• Task: Which lines come from the start of the records through the line that holds "the surface. Both"? Write them out word for word.

• Stored data:
+++

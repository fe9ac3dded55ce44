//! Mapping from document space to surface pixels.
//!
//! Extraction boxes are expressed at unit scale. The rendered surface is the
//! same page at the current zoom, so a single uniform factor
//! `surface_width / reference_width` carries a box onto the surface. Both
//! widths must come from viewports sharing the page's own rotation.

use super::CommittedRender;
use crate::model::BoundingBox;

/// Scale a document-space box onto a surface.
///
/// Returns `None` when the reference width is not a positive finite number.
pub fn to_surface_box(
    bbox: &BoundingBox,
    reference_width: f32,
    surface_width: f32,
) -> Option<BoundingBox> {
    if !(reference_width.is_finite() && reference_width > 0.0) || !surface_width.is_finite() {
        return None;
    }
    Some(bbox.scale(surface_width / reference_width))
}

/// Pure mapper over the currently committed render.
#[derive(Debug, Clone, Copy, Default)]
pub struct CoordinateMapper;

impl CoordinateMapper {
    /// Map a box using a committed render's reference viewport and surface.
    ///
    /// Returns `None` while nothing has been committed yet.
    pub fn map(committed: Option<&CommittedRender>, bbox: &BoundingBox) -> Option<BoundingBox> {
        let committed = committed?;
        to_surface_box(
            bbox,
            committed.reference.width,
            committed.surface.width() as f32,
        )
    }
}
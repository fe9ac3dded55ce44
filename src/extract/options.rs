//! Options for decoding extraction responses and grouping words.

/// Options for decoding an extraction response.
#[derive(Debug, Clone, Default)]
pub struct DecodeOptions {
    /// Error handling mode
    pub error_mode: ErrorMode,
}

impl DecodeOptions {
    /// Create new decode options with defaults.
    pub fn new() -> Self {
        Self::default()
    }

    /// Set error mode.
    pub fn with_error_mode(mut self, mode: ErrorMode) -> Self {
        self.error_mode = mode;
        self
    }

    /// Enable lenient mode (drop malformed boxes instead of failing).
    pub fn lenient(mut self) -> Self {
        self.error_mode = ErrorMode::Lenient;
        self
    }
}

/// Error handling mode while decoding.
#[derive(Debug, Clone, Copy, PartialEq, Eq, Default)]
pub enum ErrorMode {
    /// Reject the payload on any malformed box
    #[default]
    Strict,
    /// Drop a malformed box; the element becomes unlocatable
    Lenient,
}

/// Options for grouping words into text blocks.
#[derive(Debug, Clone, PartialEq)]
pub struct BlockOptions {
    /// Smallest horizontal gap that can separate two blocks
    pub min_gap: f32,

    /// Multiple of the median word gap that separates two blocks
    pub gap_factor: f32,
}

impl BlockOptions {
    /// Create new block options with defaults.
    pub fn new() -> Self {
        Self::default()
    }

    /// Set the minimum gap.
    pub fn with_min_gap(mut self, min_gap: f32) -> Self {
        self.min_gap = min_gap;
        self
    }

    /// Set the gap factor.
    pub fn with_gap_factor(mut self, gap_factor: f32) -> Self {
        self.gap_factor = gap_factor;
        self
    }
}

impl Default for BlockOptions {
    fn default() -> Self {
        Self {
            min_gap: 5.0,
            gap_factor: 2.0,
        }
    }
}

+++

• Response to the exercise:
repository fe9ac3dded55ce44
//! Mapping from document space to surface pixels.
//!
//! Extraction boxes are expressed at unit scale. The rendered surface is the
//! same page at the current zoom, so a single uniform factor
//! `surface_width / reference_width` carries a box onto the surface. Both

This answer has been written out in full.